A peggiorare le cose la narrazione non offre un buon servizio all'idea. La trama ha un andamento erratico ed ondivago. E' troppo spezzettata tra passato e futuro per riuscire a catturare l’attenzione del lettore al quale, per altro, non viene offerto quasi nessun indizio che gli consenta di sbizzarrirsi con la fantasia ed immaginare i contenuti dei terribili segreti per i quali si battono i protagonisti.

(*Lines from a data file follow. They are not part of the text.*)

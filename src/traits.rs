use num_traits::int::PrimInt;
use num_traits::{FromPrimitive, Unsigned};

/// Clocking width shared by the parallel cipher paths.
///
/// The clock engine advances `BITS` rounds at a time; implementations exist
/// for `u8` (byte path, used for DER headers, tail bytes and the padding
/// bit) and `u32` (word path, used for initialization and message bodies).
/// Bit `k` of any tap slice or feedback value is the value the corresponding
/// single-bit quantity takes at round `k` within the window, so a width-`N`
/// advance is bit-identical to `N` single-bit clocks.
pub trait ClockWidth: PrimInt + Unsigned + FromPrimitive {
    /// Number of cipher rounds covered by one advance at this width.
    const BITS: usize;

    /// Separate even- and odd-indexed bits of `self`, each compacted into
    /// the low half of the result. Classic mask-and-shift gather; no
    /// platform intrinsics, so it behaves the same on every target.
    fn deinterleave(self) -> (Self, Self);
}

impl ClockWidth for u8 {
    const BITS: usize = 8;

    fn deinterleave(self) -> (Self, Self) {
        let v0 = u16::from(self);
        let v1 = ((v0 & 0x00aa) << 7) | (v0 & 0x0055);
        let v2 = ((v1 >> 1) | v1) & 0x3333;
        let v3 = ((v2 >> 2) | v2) & 0x0f0f;

        ((v3 & 0xff) as u8, (v3 >> 8) as u8)
    }
}

impl ClockWidth for u32 {
    const BITS: usize = 32;

    fn deinterleave(self) -> (Self, Self) {
        let v0 = u64::from(self);
        let v1 = ((v0 & 0x0000_0000_aaaa_aaaa) << 31) | (v0 & 0x0000_0000_5555_5555);
        let v2 = ((v1 >> 1) | v1) & 0x3333_3333_3333_3333;
        let v3 = ((v2 >> 2) | v2) & 0x0f0f_0f0f_0f0f_0f0f;
        let v4 = ((v3 >> 4) | v3) & 0x00ff_00ff_00ff_00ff;
        let v5 = ((v4 >> 8) | v4) & 0x0000_ffff_0000_ffff;

        ((v5 & 0xffff_ffff) as u32, (v5 >> 32) as u32)
    }
}

#[cfg(test)]
mod tests {
    use super::*;
    use proptest::prelude::*;

    /// Bit-by-bit gather, the obvious (slow) definition.
    fn naive_deinterleave(v: u32, bits: usize) -> (u32, u32) {
        let mut even = 0u32;
        let mut odd = 0u32;
        for j in 0..bits / 2 {
            even |= ((v >> (2 * j)) & 1) << j;
            odd |= ((v >> (2 * j + 1)) & 1) << j;
        }
        (even, odd)
    }

    #[test]
    fn deinterleave_u8_exhaustive() {
        for v in 0..=255u8 {
            let (even, odd) = v.deinterleave();
            let (e, o) = naive_deinterleave(u32::from(v), 8);
            assert_eq!(u32::from(even), e);
            assert_eq!(u32::from(odd), o);
        }
    }

    proptest! {
        #[test]
        fn deinterleave_u32_matches_naive(v in any::<u32>()) {
            let (even, odd) = v.deinterleave();
            let (e, o) = naive_deinterleave(v, 32);
            prop_assert_eq!(even, e);
            prop_assert_eq!(odd, o);
        }
    }
}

Le continue interruzioni non giovano alla suspense né creano aspettative degne di nota. L’assunto di base, poi, (una musica liberatoria per l'Umanità) appare piuttosto sconclusionato e pretende un po’ troppo alla sospensione della naturale incredulità del lettore. Alla fine si resta con la spiacevole sensazione che si stia ragionando sul nulla. Forse chi possiede una profonda cultura musicale può trovare pure degli spunti di riflessione di un qualche interesse nelle varie citazioni, ma per il lettore medio tutto appare abbastanza confuso. Anche la figura più umana di tutto il romanzo, quel Venanzio Rauzzini, diviso tra lo strazio per la crudele mutilazione inflittagli e la consapevolezza del potere e dell’ascendente che in tal modo gli è stato donato, poteva essere meglio sfruttata, proprio per l’intrinseca partecipazione ai suoi drammi che egli riesce a suscitare.
In definitiva si tratta di un romanzo frammentario e sgranato, con una trama ingarbugliata e nebulosa che sembra vagare a caso alla ricerca di un coup de theatre che non arriva mai.
Un annotazione finale per l’angolo del pignolo. Per quanto lo stile narrativo sia in generale buono e, in alcuni casi, pure ricercato ho trovato particolarmente fastidioso l’insistito uso del verbo agire utilizzato in forma transitiva (per di più al passivo: “io sono agito”); detto vezzo, se è tollerabile (a fatica) in un testo scientifico di psicanalisi, in un’opera di narrativa diviene un vezzo lezioso che alla lunga stanca.